| Problem |
In which lines of the data does the string "decimals" appear? Copy every one.

───── Records for the task

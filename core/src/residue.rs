//! Residue filter for the target class 29 mod 30.

use germain_types::{MODULUS, TARGET_RESIDUE};

/// A residue class `residue mod modulus`.
#[derive(Debug, Clone, Copy, PartialEq, Eq)]
pub struct ResidueClass {
    modulus: i64,
    residue: i64,
}

impl ResidueClass {
    /// 29 mod 30, the "angle 348°" class every chain lives in.
    pub const TARGET: Self = Self {
        modulus: MODULUS,
        residue: TARGET_RESIDUE,
    };

    #[must_use]
    pub const fn modulus(self) -> i64 {
        self.modulus
    }

    #[must_use]
    pub const fn residue(self) -> i64 {
        self.residue
    }

    /// Euclidean remainder, so negative inputs never match by accident.
    #[must_use]
    pub const fn contains(self, n: i64) -> bool {
        n.rem_euclid(self.modulus) == self.residue
    }

    /// Smallest `n >= start` in the class, `None` when it would pass `i64::MAX`.
    /// The scan is at most `modulus - 1` steps.
    #[must_use]
    pub const fn first_at_or_after(self, start: i64) -> Option<i64> {
        let mut n = start;
        while !self.contains(n) {
            n = match n.checked_add(1) {
                Some(next) => next,
                None => return None,
            };
        }
        Some(n)
    }
}

#[must_use]
pub const fn in_target_residue(n: i64) -> bool {
    ResidueClass::TARGET.contains(n)
}

#[must_use]
pub const fn first_in_residue_at_or_after(start: i64) -> Option<i64> {
    ResidueClass::TARGET.first_at_or_after(start)
}
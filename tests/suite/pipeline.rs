//! Safe primes, baseline and analysis wired together through a session

use std::collections::HashSet;

use germain_config::GermainConfig;
use germain_core::{NoHooks, RuleSet, Session, recommended_max};
use germain_types::{Budget, Family, GenerationParams, GrammarFlags, SearchRange};

use crate::common::{assert_valid_chain, config_file, rng};

#[test]
fn safe_pairs_satisfy_the_companion_relation() {
    let session = Session::default();
    let params = GenerationParams::new(SearchRange::new(0, 100_000), 5)
        .with_budget(Budget::from_secs_f64(5.0));
    let set = session.generate_safe_primes(&params, &mut rng(42), &mut NoHooks);

    // Every in-class chain element has an in-class companion, so the set
    // fills as long as the chain reaches five elements.
    assert_eq!(set.len(), 5);
    for pair in set.pairs() {
        assert_eq!(pair.safe, 2 * pair.source + 1);
        assert_eq!(pair.source.rem_euclid(30), 29);
        assert_eq!(pair.safe.rem_euclid(30), 29);
        assert!(session.oracle().is_prime(pair.source));
        assert!(session.oracle().is_prime(pair.safe));
    }
}

#[test]
fn baseline_is_distinct_and_sorted() {
    let session = Session::default();
    let chain = session.generate_baseline(&SearchRange::new(0, 200_000), 25, &mut rng(8));

    let unique: HashSet<i64> = chain.primes().iter().copied().collect();
    assert_eq!(unique.len(), chain.len());
    assert!(chain.primes().is_sorted());
    assert_valid_chain(&chain, session.oracle());
}

#[test]
fn degenerate_baseline_ranges_terminate() {
    let session = Session::default();
    assert!(
        session
            .generate_baseline(&SearchRange::new(100, 100), 3, &mut rng(1))
            .is_empty()
    );
    assert!(
        session
            .generate_baseline(&SearchRange::new(100, 0), 3, &mut rng(1))
            .is_empty()
    );
}

#[test]
fn recommendation_for_the_standard_interval() {
    assert_eq!(recommended_max(100_000, GrammarFlags::ALL), 17);
    assert_eq!(Session::default().recommended_max(100_000, GrammarFlags::ALL), 17);
}

#[test]
fn full_comparison() {
    let session = Session::default();
    let params = GenerationParams::new(SearchRange::new(0, 100_000), 8)
        .with_budget(Budget::from_secs_f64(5.0));

    let grammar = session.generate_chain(&params, &mut rng(42), &mut NoHooks);
    let baseline = session.generate_baseline(&params.range, grammar.len(), &mut rng(43));
    let safe = session.generate_safe_primes(&params, &mut rng(44), &mut NoHooks);
    let report = session.analyze(&grammar, &baseline, &safe);

    assert_eq!(report.grammar.len, grammar.len());
    assert_eq!(report.baseline.len, baseline.len());
    assert_eq!(report.safe_primes, safe.len());
    for p in &report.differences.grammar_only {
        assert!(grammar.primes().contains(p));
        assert!(!safe.source_primes().contains(p));
    }
    // every grammar prime sits in the 348 family
    let cell = report.transitions.cell(Family::F348, Family::F348).unwrap();
    assert_eq!(cell.samples, grammar.len().saturating_sub(2));
    assert_eq!(report.transitions.totals.rows, grammar.len().saturating_sub(1));

    let json = serde_json::to_value(&report).unwrap();
    assert!(json["transitions"]["cells"].as_array().unwrap().len() == 9);
}

#[test]
fn lab_enumeration_feeds_transition_analysis() {
    let session = Session::default();
    let primes = session.enumerate_sophie_germain(&SearchRange::new(11, 1_000));
    assert_eq!(&primes[..6], &[11, 23, 29, 41, 53, 83]);

    let rows = session.transition_rows(&primes);
    assert_eq!(rows.len(), primes.len() - 1);
    let analysis = session.analyze_transitions(&rows);
    assert_eq!(analysis.totals.rows, rows.len());
    assert_eq!(
        analysis.totals.g1 + analysis.totals.g3,
        rows.len(),
        "G1 and G3 partition the deltas"
    );
    assert_eq!(analysis.symmetry.len(), 3);
}

#[test]
fn configured_tuning_reaches_the_session() {
    let file = config_file(
        r"
[search]
end = 30000
count = 4

[grammar]
g3 = false

[tuning]
g2_soft_accept = 0.0
",
    );
    let config = GermainConfig::load(Some(file.path())).unwrap().unwrap();
    let session = Session::new(RuleSet::standard().with_tuning(config.tuning()));
    assert_eq!(session.rules().tuning().g2_soft_accept, 0.0);

    let params = GenerationParams::new(config.range(), config.count())
        .with_flags(config.flags())
        .with_budget(Budget::from_secs_f64(2.0));
    let chain = session.generate_chain(&params, &mut rng(5), &mut NoHooks);
    assert!(chain.len() <= 4);
    for pair in chain.gaps().windows(2) {
        assert!(session.rules().permits(pair[0], pair[1]));
    }
}
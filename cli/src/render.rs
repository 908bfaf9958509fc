//! Plain-text and JSON rendering of laboratory results.

use std::fmt::Write;

use serde::Serialize;

use germain_core::{ChainSummary, ComparisonReport, Ranked, TransitionAnalysis};
use germain_types::{Chain, Family, GenerationParams, SafePrimeSet, SearchRange};

pub fn print_one<T: Serialize>(
    json: bool,
    data: &T,
    text: impl Fn(&T) -> String,
) -> anyhow::Result<()> {
    if json {
        println!("{}", serde_json::to_string_pretty(data)?);
    } else {
        print!("{}", text(data));
    }
    Ok(())
}

fn join(values: &[i64]) -> String {
    values
        .iter()
        .map(ToString::to_string)
        .collect::<Vec<_>>()
        .join(", ")
}

fn motif(values: &[i64]) -> String {
    format!("({})", join(values))
}

fn ranked_motifs(ranked: &[Ranked<Vec<i64>>]) -> String {
    if ranked.is_empty() {
        return "none".to_string();
    }
    ranked
        .iter()
        .map(|entry| format!("{} x{}", motif(&entry.value), entry.count))
        .collect::<Vec<_>>()
        .join(", ")
}

fn fixed(value: f64, decimals: usize) -> String {
    if value.is_nan() {
        "n/a".to_string()
    } else {
        format!("{value:.decimals$}")
    }
}

pub fn chain(chain: &Chain, params: &GenerationParams, seed: u64) -> String {
    let mut out = String::new();
    let _ = writeln!(
        out,
        "Grammar chain ({}): {} of {} primes in [{}, {}], seed {seed}",
        params.flags,
        chain.len(),
        params.target_count,
        params.range.start,
        params.range.end
    );
    write_chain_body(&mut out, chain);
    out
}

pub fn baseline(chain: &Chain, range: &SearchRange, count: usize, seed: u64) -> String {
    let mut out = String::new();
    let _ = writeln!(
        out,
        "Random baseline: {} of {count} primes in [{}, {}], seed {seed}",
        chain.len(),
        range.start,
        range.end
    );
    write_chain_body(&mut out, chain);
    out
}

fn write_chain_body(out: &mut String, chain: &Chain) {
    if chain.is_empty() {
        let _ = writeln!(out, "  (empty)");
        return;
    }
    let _ = writeln!(out, "  primes: {}", join(chain.primes()));
    let _ = writeln!(out, "  gaps k: {}", join(chain.gaps()));
}

pub fn safe_primes(set: &SafePrimeSet, params: &GenerationParams, seed: u64) -> String {
    let mut out = String::new();
    let _ = writeln!(
        out,
        "Safe primes ({}): {} of {} pairs in [{}, {}], seed {seed}",
        params.flags,
        set.len(),
        params.target_count,
        params.range.start,
        params.range.end
    );
    for pair in set.pairs() {
        let _ = writeln!(out, "  p = {:>10}  ->  q = 2p + 1 = {}", pair.source, pair.safe);
    }
    out
}

fn write_summary(out: &mut String, label: &str, summary: &ChainSummary) {
    let _ = writeln!(out, "  {label}:");
    let _ = writeln!(out, "    mean gap k  : {}", fixed(summary.mean_gap, 3));
    let _ = writeln!(out, "    top bigrams : {}", ranked_motifs(&summary.top_bigrams));
    let _ = writeln!(out, "    top trigrams: {}", ranked_motifs(&summary.top_trigrams));
}

pub fn report(report: &ComparisonReport) -> String {
    let mut out = String::new();
    let _ = writeln!(out, "=== Comparative analysis ===");
    let _ = writeln!(out);
    let _ = writeln!(out, "Grammar SG : {}", report.grammar.len);
    let _ = writeln!(out, "Random SG  : {}", report.baseline.len);
    let _ = writeln!(out, "Safe primes: {}", report.safe_primes);
    let _ = writeln!(out);
    write_summary(&mut out, "Grammar", &report.grammar);
    write_summary(&mut out, "Random", &report.baseline);
    let _ = writeln!(out);

    let diff = &report.differences;
    if diff.grammar_only.is_empty() {
        let _ = writeln!(out, "Every grammar SG yields a safe prime.");
    } else {
        let _ = writeln!(
            out,
            "Grammar SG without a safe prime ({}): {}",
            diff.grammar_only.len(),
            join(&diff.grammar_only)
        );
    }
    if diff.safe_only.is_empty() {
        let _ = writeln!(out, "Every safe-prime source belongs to the grammar chain.");
    } else {
        let _ = writeln!(
            out,
            "Safe-prime sources outside the grammar chain ({}): {}",
            diff.safe_only.len(),
            join(&diff.safe_only)
        );
    }
    let _ = writeln!(out);
    let _ = writeln!(out, "=== Grammar chain transitions ===");
    out.push_str(&transitions(&report.transitions));
    out
}

pub fn lab(range: &SearchRange, primes: &[i64], analysis: &TransitionAnalysis) -> String {
    let mut out = String::new();
    let _ = writeln!(
        out,
        "Sophie Germain primes in [{}, {}]: {}",
        range.start,
        range.end,
        primes.len()
    );
    if let (Some(first), Some(last)) = (primes.first(), primes.last()) {
        let _ = writeln!(out, "First: {first} | Last: {last}");
    }
    let _ = writeln!(out);
    out.push_str(&transitions(analysis));
    out
}

pub fn transitions(analysis: &TransitionAnalysis) -> String {
    let mut out = String::new();
    let totals = analysis.totals;
    let _ = writeln!(
        out,
        "Classification over {} transitions: G1 {} | G2 {} | G3 {}",
        totals.rows, totals.g1, totals.g2, totals.g3
    );

    let deltas = &analysis.deltas;
    if let (Some(min), Some(max), Some(mean)) = (deltas.min, deltas.max, deltas.mean) {
        let _ = writeln!(out, "Delta min {min} | max {max} | mean {mean:.2}");
        let top: Vec<String> = deltas
            .top_deltas
            .iter()
            .map(|entry| format!("{} x{}", entry.value, entry.count))
            .collect();
        let _ = writeln!(out, "Top deltas: {}", top.join(", "));
    }
    if !deltas.departure_families.is_empty() {
        let shares: Vec<String> = deltas
            .departure_families
            .iter()
            .map(|entry| {
                let share = entry.count as f64 / totals.rows as f64 * 100.0;
                format!("{} {} ({share:.1}%)", entry.value, entry.count)
            })
            .collect();
        let _ = writeln!(out, "Departure families: {}", shares.join(", "));
    }

    let _ = writeln!(out);
    let _ = writeln!(out, "Transition matrix (rows: departure, columns: arrival)");
    let _ = write!(out, "      ");
    for family in Family::KNOWN {
        let _ = write!(out, "{family:>8}");
    }
    let _ = writeln!(out);
    for (family, row) in Family::KNOWN.iter().zip(analysis.matrix) {
        let _ = write!(out, "  {family:>4}");
        for count in row {
            let _ = write!(out, "{count:>8}");
        }
        let _ = writeln!(out);
    }

    let _ = writeln!(out);
    let _ = writeln!(out, "Cells (mean delta | top motifs)");
    for cell in analysis.cells.iter().filter(|cell| cell.samples > 0) {
        let _ = writeln!(
            out,
            "  {}->{}: n={} | mean {} | {}",
            cell.departure,
            cell.arrival,
            cell.samples,
            cell.mean_delta.map_or_else(|| "n/a".to_string(), |m| fixed(m, 1)),
            ranked_motifs(&cell.ranks)
        );
    }

    let check = analysis.auto_inter;
    let _ = writeln!(out);
    let _ = writeln!(
        out,
        "Auto vs inter: auto {:.2} | inter {:.2} | auto > inter: {}",
        check.auto_mean, check.inter_mean, check.auto_exceeds_inter
    );
    if let Some(clockwise) = analysis.clockwise_mean {
        let _ = writeln!(out, "Clockwise cycle mean delta: {clockwise:.1}");
    }

    let _ = writeln!(out, "Inverse symmetry:");
    for check in &analysis.symmetry {
        let (p, q) = check.forward;
        let status = match check.matches {
            Some(true) => "match",
            Some(false) => "differ",
            None => "no data",
        };
        let forward = check.forward_motif.as_deref().map_or_else(|| "-".to_string(), motif);
        let reverse = check.reverse_motif.as_deref().map_or_else(|| "-".to_string(), motif);
        let _ = writeln!(out, "  {p}<->{q}: {forward} vs {reverse} | {status}");
    }

    let _ = writeln!(out, "Top trigrams: {}", ranked_motifs(&analysis.top_trigrams));
    out
}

──────────

| Result of this exercise |
fn fixed(value: f64, decimals: usize) -> String {
        format!("{value:.decimals$}")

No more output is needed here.